> **About this task**:
Look at the entries below and restate word for word the lines from the first through the one that has "use crate::ledger::memo;".
** Opening Data provided block **
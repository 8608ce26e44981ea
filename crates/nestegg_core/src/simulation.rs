use std::ops::Range;

use jiff::civil::Date;

use crate::analysis::SummaryBuilder;
use crate::config::{HouseholdConfig, MonteCarloConfig};
use crate::date_math::add_months;
use crate::error::{Result, SimulationError};
use crate::ledger::memo;
use crate::liquidation::{LiquidityReport, manage_liquidity};
use crate::model::{Account, Books, MonteCarloSummary, RunResult, label};
use crate::simulation_state::{SimHousehold, SimMarket, SimulationState};

/// Runs per batch. Each batch finishes before its results reach the sink.
const MAX_BATCH_SIZE: usize = 100;

/// Builds and runs household `index` of a batch.
pub fn simulate(config: &HouseholdConfig, index: usize, options: &MonteCarloConfig) -> Result<RunResult> {
    let state = SimulationState::from_config(config, index, options)?;
    Ok(run(state))
}

/// Advances the household month by month until the primary person dies.
pub fn run(mut state: SimulationState) -> RunResult {
    let death = state.primary.death_date();
    let start_balance = state.net_worth() - state.liabilities(state.timeline.start_date);
    tracing::debug!(index = state.index, %death, start_balance, "run started");

    while state.timeline.current_date < death {
        let date = state.timeline.current_date;
        step_month(&mut state, date);
        state.timeline.current_date = add_months(date, 1);
        state.timeline.months += 1;
    }

    finish(state, start_balance)
}

/// One month of income, expenses, cash management and market growth.
pub fn step_month(state: &mut SimulationState, date: Date) -> LiquidityReport {
    let opening_cash = state.household.cash.balance();
    let had_home = state.household.home.value() > 0.0;
    let market_return = state.market.economy.market_return(date);

    post_cash_flows(state, date, market_return);
    let report = manage_liquidity(state, date, opening_cash, had_home);
    grow_investments(state, date, market_return);

    state.household.cash.reconcile();
    let snapshot = state.snapshot(date);
    state.history.balances.push(snapshot);
    if !state.history.bankrupt && state.net_worth() <= 0.0 {
        state.household.events.add(date, label::BANKRUPTCY, 10);
        state.history.bankrupt = true;
    }
    report
}

fn post_cash_flows(state: &mut SimulationState, date: Date, market_return: f64) {
    let SimulationState {
        market,
        household,
        primary,
        spouse,
        ..
    } = state;
    let SimHousehold {
        cash,
        events,
        home,
        debts,
        investments,
        children,
        assisted_living,
        monthly_living,
        ..
    } = household;

    cash.accrue_inflation(date, market.economy.inflation(date));
    if date.month() == 1 {
        primary.taxes.annual(date, cash, events);
    }

    let mut books = Books {
        cash: &mut *cash,
        taxes: &mut primary.taxes,
    };
    primary.job.monthly(date, market_return, &mut books, events);
    primary.social_security.monthly(date, &mut books);
    home.monthly(date, assisted_living.needed(date), &mut books, events);
    primary.car.monthly(date, &mut books, events);
    for child in children.iter() {
        child.monthly(date, books.cash);
    }
    for debt in debts.iter_mut() {
        debt.monthly(date, books.cash, books.taxes, events);
    }
    let risk = primary.actuary.death_risk(date);
    primary.health_care.monthly(date, risk, books.cash, events);
    assisted_living.monthly(date, books.cash);
    let _ = books.cash.withdraw(*monthly_living, date, memo::MONTHLY_EXPENSES);

    if let Some(spouse) = spouse.as_mut().filter(|s| s.is_alive(date)) {
        if date.month() == 1 {
            spouse.taxes.annual(date, cash, events);
        }
        let mut books = Books {
            cash: &mut *cash,
            taxes: &mut spouse.taxes,
        };
        spouse.job.monthly(date, market_return, &mut books, events);
        spouse.social_security.monthly(date, &mut books);
        let risk = spouse.actuary.death_risk(date);
        spouse.health_care.monthly(date, risk, books.cash, events);
        spouse.car.monthly(date, &mut books, events);
    }

    if date.month() == 12 {
        let mut books = Books {
            cash: &mut *cash,
            taxes: &mut primary.taxes,
        };
        for account in investments.iter_mut() {
            if let Err(e) = account.take_rmd(date, &mut books) {
                tracing::debug!(error = %e, "required distribution skipped");
            }
        }
    }
}

fn grow_investments(state: &mut SimulationState, date: Date, market_return: f64) {
    let years_to_retirement = state.primary.years_to_retirement(date);
    let SimMarket {
        portfolio, index, ..
    } = &mut state.market;
    for account in state.household.investments.iter_mut() {
        let rate = portfolio.monthly_return(date, years_to_retirement, market_return);
        account.accrue_market_return(date, rate);
    }
    *index *= 1.0 + market_return / 1200.0;
}

/// Annualizes the market index and appends the life milestones.
fn finish(mut state: SimulationState, start_balance: f64) -> RunResult {
    let death = state.primary.death_date();
    let months = state.timeline.months;
    let market = if months == 0 {
        0.0
    } else {
        state.market.index.powf(12.0 / f64::from(months)) - 1.0
    };

    let events = &mut state.household.events;
    let retirement = state.primary.retirement_date();
    if retirement < death {
        events.add(retirement, label::RETIRE, 6);
    }
    let benefits = state.primary.social_security.benefits_date();
    if benefits < death {
        events.add(benefits, label::SOCIAL_SECURITY, 6);
    }
    for child in &state.household.children {
        let graduation = child.graduation_date();
        if graduation < death {
            events.add(graduation, format!("{} Graduation", child.name()), 6);
        }
    }
    events.add(death, label::DEATH, 10);
    if let Some(spouse) = &state.spouse
        && spouse.death_date() < death
    {
        events.add(spouse.death_date(), format!("{}'s Death", spouse.name), 10);
    }
    events.sort();

    let balance = state.net_worth() - state.liabilities(death);
    let age = state.primary.actuary.death_age();
    tracing::debug!(index = state.index, %death, age, balance, months, "run finished");

    RunResult {
        index: state.index,
        age,
        balance,
        market,
        start_balance,
        retirement_age: state.primary.retirement_age,
        balances: state.history.balances,
        events: state.household.events,
        transactions: state.household.cash.ledger().transactions().to_vec(),
    }
}

fn run_batch(config: &HouseholdConfig, options: &MonteCarloConfig, indices: Range<usize>) -> Vec<Result<RunResult>> {
    #[cfg(feature = "parallel")]
    {
        use rayon::iter::{IntoParallelIterator, ParallelIterator};
        indices
            .into_par_iter()
            .map(|i| simulate(config, i, options))
            .collect()
    }
    #[cfg(not(feature = "parallel"))]
    {
        indices.map(|i| simulate(config, i, options)).collect()
    }
}

/// Runs `options.runs` households and reduces them to a summary, handing
/// each full result to `sink` in run-index order.
pub fn monte_carlo_simulate_with<F>(
    config: &HouseholdConfig,
    options: &MonteCarloConfig,
    mut sink: F,
) -> Result<MonteCarloSummary>
where
    F: FnMut(&RunResult) -> std::result::Result<(), Box<dyn std::error::Error + Send + Sync>>,
{
    if options.runs == 0 {
        return Err(SimulationError::NoRuns);
    }
    let num_batches = options.runs.div_ceil(MAX_BATCH_SIZE);
    let mut summary = SummaryBuilder::with_capacity(options.runs);

    for batch in 0..num_batches {
        let first = batch * MAX_BATCH_SIZE;
        let last = (first + MAX_BATCH_SIZE).min(options.runs);
        for (index, result) in (first..last).zip(run_batch(config, options, first..last)) {
            let result = result.map_err(|source| SimulationError::Run {
                index,
                source: Box::new(source),
            })?;
            sink(&result).map_err(SimulationError::Sink)?;
            summary.add(&result);
        }
        tracing::info!(batch = batch + 1, of = num_batches, completed = last, "batch finished");
    }

    let summary = summary.finish()?;
    tracing::info!(
        runs = summary.count,
        early_deaths = summary.early_deaths.len(),
        liquidity_crises = summary.liquidity_crises.len(),
        bankruptcies = summary.bankruptcies.len(),
        median_balance = summary.median.balance.value,
        "monte carlo finished"
    );
    Ok(summary)
}

/// Runs a batch and keeps only the summary.
pub fn monte_carlo_simulate(config: &HouseholdConfig, options: &MonteCarloConfig) -> Result<MonteCarloSummary> {
    monte_carlo_simulate_with(config, options, |_| Ok(()))
}

#[cfg(test)]
mod tests {
    use super::*;
    use crate::config::HouseholdBuilder;
    use crate::entropy::EntropyStream;
    use crate::model::Economy;
    use crate::simulation_state::StateBuilder;
    use jiff::civil::date;

    fn stream() -> EntropyStream {
        EntropyStream::from_bytes((0..4096u32).map(|i| (i * 31 % 251) as u8).collect::<Vec<_>>())
    }

    #[test]
    fn test_run_ends_at_death() {
        let start = date(2025, 1, 1);
        let config = HouseholdBuilder::new("Pat", "1960-01-01")
            .cash(100_000.0)
            .monthly_living(1_000.0)
            .build();
        let state = StateBuilder::new(&config, start)
            .economy(Economy::flat(start, 0.0))
            .primary_death(date(2026, 1, 15))
            .build(0, stream().open(0).unwrap())
            .unwrap();
        let result = run(state);
        assert_eq!(result.balances.len(), 13, "Jan 2025 through Jan 2026");
        assert_eq!(result.balances.last().unwrap().date, date(2026, 1, 31));
        assert_eq!(result.market, 0.0);
        let last = result.events.iter().last().unwrap();
        assert_eq!((last.value.as_str(), last.date), (label::DEATH, date(2026, 1, 15)));
        assert!(result.events.has(label::RETIRE), "retired at 65 in 2025");
    }

    #[test]
    fn test_death_before_start_runs_no_months() {
        let start = date(2025, 1, 1);
        let config = HouseholdBuilder::new("Pat", "1960-01-01").cash(5_000.0).build();
        let state = StateBuilder::new(&config, start)
            .economy(Economy::flat(start, 8.0))
            .primary_death(start)
            .build(0, stream().open(0).unwrap())
            .unwrap();
        let result = run(state);
        assert!(result.balances.is_empty());
        assert_eq!(result.market, 0.0, "no months, no return");
        assert_eq!(result.balance, 5_000.0);
    }

    #[test]
    fn test_market_index_annualizes() {
        let start = date(2025, 1, 1);
        let config = HouseholdBuilder::new("Pat", "1960-01-01").build();
        let state = StateBuilder::new(&config, start)
            .economy(Economy::flat(start, 12.0))
            .primary_death(date(2035, 1, 1))
            .build(0, stream().open(0).unwrap())
            .unwrap();
        let result = run(state);
        // 1% a month compounds to about 12.68% a year.
        assert!((result.market - (1.01_f64.powi(12) - 1.0)).abs() < 1e-9);
    }

    #[test]
    fn test_zero_runs_is_an_error() {
        let config = HouseholdBuilder::new("Pat", "1960-01-01").build();
        let options = MonteCarloConfig::new(0).with_entropy(stream());
        assert!(matches!(
            monte_carlo_simulate(&config, &options),
            Err(SimulationError::NoRuns)
        ));
    }

    #[test]
    fn test_sink_sees_runs_in_order() {
        let config = HouseholdBuilder::new("Pat", "1960-01-01")
            .cash(50_000.0)
            .monthly_living(2_000.0)
            .build();
        let options = MonteCarloConfig::new(5)
            .with_start_date(date(2025, 1, 1))
            .with_entropy(stream());
        let mut seen = Vec::new();
        let summary = monte_carlo_simulate_with(&config, &options, |run| {
            seen.push(run.index);
            Ok(())
        })
        .unwrap();
        assert_eq!(seen, [0, 1, 2, 3, 4]);
        assert_eq!(summary.count, 5);
    }

    #[test]
    fn test_missing_entropy_file_fails_the_run() {
        let config = HouseholdBuilder::new("Pat", "1960-01-01").build();
        let options = MonteCarloConfig::new(2)
            .with_start_date(date(2025, 1, 1))
            .with_entropy_file("/nonexistent/entropy");
        let err = monte_carlo_simulate(&config, &options).unwrap_err();
        assert!(matches!(err, SimulationError::Run { index: 0, .. }));
    }
}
** Closing Data provided block **
> **Solution for this task**:
repository 8608ce26e44981ea
filename crates/nestegg_core/src/simulation.rs
use std::ops::Range;

use jiff::civil::Date;

use crate::analysis::SummaryBuilder;
use crate::config::{HouseholdConfig, MonteCarloConfig};
use crate::date_math::add_months;
use crate::error::{Result, SimulationError};
use crate::ledger::memo;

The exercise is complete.